Teske continues, "We have increased our revenue and earnings guidance for the year given the increased sales of generators from the impact of Hurricane Matthew. The increase reflects the sales we have achieved to date and does not include estimates beyond this. We are currently experiencing increased activity, especially for our standby product offerings, however it is too early to quantify the impact of this activity on our outlook for the remainder of the fiscal year. Regarding the storm, we were able to get generators to affected areas to help people in their time of need. I am proud of the efforts of our team who diligently worked with our retail partners throughout the development and aftermath of the storm."
Engines Segment Highlights
- Starting in fiscal 2017, we implemented new sales terms for engines shipped to overseas customers, which result in earlier revenue recognition compared to the terms we used during previous fiscal years. The change in terms caused units shipped and net sales to be higher by approximately 150,000 units and $18 million, respectively, in the first quarter of fiscal 2017.
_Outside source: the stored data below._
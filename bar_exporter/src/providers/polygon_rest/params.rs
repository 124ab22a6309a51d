use serde::Serialize;

use crate::models::request_params::BarsRequestParams;

/// Production API host.
pub const DEFAULT_BASE_URL: &str = "https://api.polygon.io";

/// Environment variable the API key is read from.
pub const API_KEY_ENV: &str = "POLYGON_API_KEY";

/// Page size requested per exchange during ticker discovery.
pub const TICKER_PAGE_LIMIT: u32 = 1000;

/// Path of the one-minute aggregates endpoint for a request.
pub fn aggregates_path(params: &BarsRequestParams) -> String {
    format!(
        "/v2/aggs/ticker/{}/range/1/minute/{}/{}",
        params.symbol, params.range.start, params.range.end
    )
}

/// Query parameters for the aggregates endpoint, excluding the API key.
pub fn aggregates_query(params: &BarsRequestParams) -> Vec<(String, String)> {
    vec![("unadjusted".to_string(), params.unadjusted.to_string())]
}

/// Filter for `/v3/reference/exchanges`.
#[derive(Clone, Debug, Serialize, PartialEq, Eq)]
pub struct ExchangeQuery {
    pub asset_class: String,
    pub locale: String,
}

impl ExchangeQuery {
    /// All U.S. stock exchanges.
    pub fn us_stocks() -> Self {
        Self {
            asset_class: "stocks".into(),
            locale: "us".into(),
        }
    }
}

/// Filter for `/v3/reference/tickers`.
///
/// `active = false` asks for tickers regardless of listing status.
#[derive(Clone, Debug, Serialize, PartialEq, Eq)]
pub struct TickerQuery {
    pub market: String,
    pub exchange: String,
    pub active: bool,
    pub limit: u32,
}

impl TickerQuery {
    /// Stock tickers on one exchange, one page of [`TICKER_PAGE_LIMIT`].
    pub fn stocks_on(exchange: impl Into<String>) -> Self {
        Self {
            market: "stocks".into(),
            exchange: exchange.into(),
            active: false,
            limit: TICKER_PAGE_LIMIT,
        }
    }
}
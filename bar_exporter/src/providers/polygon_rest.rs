//! Polygon.io REST implementation of the provider traits.

pub mod params;
pub mod provider;
pub mod response;

pub use provider::PolygonProvider;
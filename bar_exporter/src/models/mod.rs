pub mod bar;
pub mod bar_series;
pub mod request_params;
pub mod table;
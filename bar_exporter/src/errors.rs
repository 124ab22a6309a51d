use thiserror::Error;

/// Why a well-formed provider response still produced nothing to export.
///
/// These are expected outcomes (delisted symbols, weekend-only ranges, ...) and are
/// reported as skips rather than failures.
#[derive(Debug, Error, Clone, PartialEq, Eq)]
pub enum NoDataReason {
    /// The body has no `results` key at all.
    #[error("'results' key not found in data: {body}")]
    MissingResults { body: String },

    /// `results` is present but null or empty.
    #[error("no historical data available")]
    EmptyResults,

    /// At least one row has no `t` (timestamp) field.
    #[error("timestamp column not found in data (row {row})")]
    MissingTimestamp { row: usize },

    /// A row's `t` value cannot be represented as a datetime.
    #[error("timestamp {timestamp_ms} in row {row} is out of range")]
    InvalidTimestamp { row: usize, timestamp_ms: i64 },
}

/// Longest response excerpt carried in log messages.
pub(crate) const BODY_EXCERPT_LEN: usize = 512;

/// Cuts a response body down for logging, on a char boundary.
pub(crate) fn excerpt(body: &str) -> String {
    if body.len() <= BODY_EXCERPT_LEN {
        return body.to_string();
    }
    let mut end = BODY_EXCERPT_LEN;
    while !body.is_char_boundary(end) {
        end -= 1;
    }
    format!("{}...", &body[..end])
}

#[cfg(test)]
mod tests {
    use super::*;

    #[test]
    fn excerpt_keeps_short_bodies() {
        assert_eq!(excerpt(r#"{"status":"OK"}"#), r#"{"status":"OK"}"#);
    }

    #[test]
    fn excerpt_truncates_on_char_boundary() {
        let body = "é".repeat(BODY_EXCERPT_LEN);
        let out = excerpt(&body);
        assert!(out.ends_with("..."));
        assert!(out.len() <= BODY_EXCERPT_LEN + 3);
    }
}
use std::fmt;

use chrono::NaiveDate;
use serde::{Deserialize, Serialize};

/// Inclusive calendar-date range used both in the request URL and in per-symbol filenames.
#[derive(Clone, Copy, Debug, PartialEq, Eq, Serialize, Deserialize)]
pub struct DateRange {
    /// First day requested (inclusive).
    pub start: NaiveDate,
    /// Last day requested (inclusive).
    pub end: NaiveDate,
}

impl DateRange {
    /// Creates a range, returning `None` when `start` is after `end`.
    pub fn new(start: NaiveDate, end: NaiveDate) -> Option<Self> {
        (start <= end).then_some(Self { start, end })
    }
}

impl fmt::Display for DateRange {
    fn fmt(&self, f: &mut fmt::Formatter<'_>) -> fmt::Result {
        write!(f, "{}..{}", self.start, self.end)
    }
}

/// Parameters for one aggregates request: a single symbol over a date range.
///
/// The bar size is fixed to one minute; only the adjustment flag is exposed.
#[derive(Clone, Debug, PartialEq, Eq)]
pub struct BarsRequestParams {
    /// Symbol to request (e.g. `"AMD"`).
    pub symbol: String,

    /// Date range to request.
    pub range: DateRange,

    /// When `false` (the default) the provider returns split-adjusted bars.
    pub unadjusted: bool,
}

impl BarsRequestParams {
    pub fn new(symbol: impl Into<String>, range: DateRange) -> Self {
        Self {
            symbol: symbol.into(),
            range,
            unadjusted: false,
        }
    }
}
//! Comma-separated output.
//!
//! Two targets are supported:
//! - [`CumulativeCsvSink`]: one file shared by every symbol. The header is written
//!   only when the file is missing or empty; otherwise rows are appended. Running
//!   the same export twice therefore appends the same rows twice.
//! - [`PerSymbolCsvSink`]: one `{symbol}_{start}_to_{end}_data.csv` per symbol in a
//!   directory, truncated and rewritten (with header) on every run.

use std::fs::{self, File, OpenOptions};
use std::io::Write;
use std::path::{Path, PathBuf};

use snafu::ResultExt;

use crate::config::OutputTarget;
use crate::io::sink::{CreateDirSnafu, DataSink, EncodeSnafu, SinkError, WriteSnafu};
use crate::models::{request_params::DateRange, table::BarTable};

/// Appends every symbol's rows to a single file.
#[derive(Debug, Clone)]
pub struct CumulativeCsvSink {
    path: PathBuf,
}

impl CumulativeCsvSink {
    pub fn new(path: impl Into<PathBuf>) -> Self {
        Self { path: path.into() }
    }

    pub fn path(&self) -> &Path {
        &self.path
    }
}

impl DataSink for CumulativeCsvSink {
    type Output = PathBuf;

    fn write(&self, table: &BarTable) -> Result<PathBuf, SinkError> {
        let write_header = fs::metadata(&self.path).map_or(true, |m| m.len() == 0);

        if let Some(parent) = self.path.parent().filter(|p| !p.as_os_str().is_empty()) {
            fs::create_dir_all(parent).context(CreateDirSnafu { path: parent })?;
        }

        let file = OpenOptions::new()
            .create(true)
            .append(true)
            .open(&self.path)
            .context(WriteSnafu { path: &self.path })?;

        write_table(file, table, write_header, &self.path)?;
        Ok(self.path.clone())
    }
}

/// Writes one file per symbol and date range.
#[derive(Debug, Clone)]
pub struct PerSymbolCsvSink {
    dir: PathBuf,
    range: DateRange,
}

impl PerSymbolCsvSink {
    pub fn new(dir: impl Into<PathBuf>, range: DateRange) -> Self {
        Self {
            dir: dir.into(),
            range,
        }
    }

    /// Target file for `symbol`, e.g. `New_Stock_data/AMD_2024-01-01_to_2024-04-16_data.csv`.
    pub fn file_for(&self, symbol: &str) -> PathBuf {
        self.dir.join(format!(
            "{symbol}_{}_to_{}_data.csv",
            self.range.start, self.range.end
        ))
    }
}

impl DataSink for PerSymbolCsvSink {
    type Output = PathBuf;

    fn write(&self, table: &BarTable) -> Result<PathBuf, SinkError> {
        fs::create_dir_all(&self.dir).context(CreateDirSnafu { path: &self.dir })?;

        let path = self.file_for(table.symbol());
        let file = File::create(&path).context(WriteSnafu { path: &path })?;
        write_table(file, table, true, &path)?;
        Ok(path)
    }
}

/// Either CSV target, chosen at runtime from configuration.
#[derive(Debug, Clone)]
pub enum CsvSink {
    Cumulative(CumulativeCsvSink),
    PerSymbol(PerSymbolCsvSink),
}

impl CsvSink {
    pub fn for_target(target: &OutputTarget, range: DateRange) -> Self {
        match target {
            OutputTarget::Cumulative { path } => CsvSink::Cumulative(CumulativeCsvSink::new(path)),
            OutputTarget::PerSymbol { dir } => CsvSink::PerSymbol(PerSymbolCsvSink::new(dir, range)),
        }
    }
}

impl DataSink for CsvSink {
    type Output = PathBuf;

    fn write(&self, table: &BarTable) -> Result<PathBuf, SinkError> {
        match self {
            CsvSink::Cumulative(sink) => sink.write(table),
            CsvSink::PerSymbol(sink) => sink.write(table),
        }
    }
}

fn write_table<W: Write>(
    writer: W,
    table: &BarTable,
    header: bool,
    path: &Path,
) -> Result<(), SinkError> {
    let mut wtr = csv::WriterBuilder::new()
        .has_headers(false)
        .terminator(csv::Terminator::Any(b'\n'))
        .from_writer(writer);

    if header {
        wtr.write_record(table.header())
            .context(EncodeSnafu { path })?;
    }
    for row in table.rows() {
        wtr.write_record(row).context(EncodeSnafu { path })?;
    }
    wtr.flush().context(WriteSnafu { path })
}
- Using comparable sales terms, engine volumes shipped decreased by 13% or approximately 130,000 engines in the first quarter of fiscal 2017. The decrease is due to lower sales of engines used on snowthrowers due to elevated channel inventories and our continued anticipation that our customers will produce later in fiscal 2017 compared to fiscal 2016.
- Gross profit percentage improved due to favorable sales mix, slightly lower material costs, favorable foreign exchange and manufacturing efficiency improvements. Production volume decreased by 7% as planned.
- Equity in earnings of unconsolidated affiliates increased by $1.2 million largely due to the increased ownership in our service parts distributor.
Product Segment Highlights
- Net sales decreased by $11.7 million, primarily due to lower shipments of snowthrowers, pressure washers, and service parts, partially offset by higher shipments of high-end residential and commercial lawn and garden equipment through our North American dealer channel.
- Gross profit percentage decreased by 150 basis points. Adjusted gross profit percentage decreased 290 basis points, primarily due to unfavorable foreign exchange and reduced production of snowthrowers due to elevated channel inventories.
- Equity in earnings of unconsolidated affiliates increased by $0.6 million due to the increased ownership in our service parts distributor.
Outlook
Our previous fiscal 2017 outlook did not contemplate storms. Subsequent to the end of our first quarter, Hurricane Matthew impacted portions of the southeastern United States, which resulted in power outages and drove increased demand for generators. Although it is too early to fully assess the impact Hurricane Matthew will have on generator sales for the remainder of fiscal 2017, we are able to estimate the sales to date that we attribute to the storm. We are increasing our fiscal 2017 net sales and earnings guidance to account for this portion of the storm impact. It is possible that the storm will drive increased sales for the remainder of the fiscal year. As we progress through our fiscal year, we will be able to better assess potential additional sales benefit from the storm.
Updated fiscal 2017 guidance:
- Net sales are expected to be in a range of $1.86 billion to $1.90 billion, up from previous guidance of $1.84 billion to $1.89 billion. We continue to expect that the U.S. residential lawn and garden market will improve by 1% to 4% including expected improvements in the housing market and more seasonal spring weather in key markets.
- Net income is expected to be in a range of $57 million to $64 million or $1.31 to $1.46 per diluted share (prior to the impact of any share repurchases), up from previous guidance of $55 million to $62 million or $1.26 to $1.41 per diluted share.
- Operating margins are expected to be approximately 5.5% to 5.8%, reflecting the benefit of the storm. Adjusted operating margins for fiscal 2016 were 5.0% (2.6% GAAP), which included the equity in earnings of unconsolidated affiliates for the second half of the fiscal year (5.2% if equity in earnings of unconsolidated affiliates had been included for the full year (2.7% GAAP)).
- The effective tax rate is expected to be in a range of 31% to 33%.
- Capital expenditures are now expected to be $70 million to $80 million.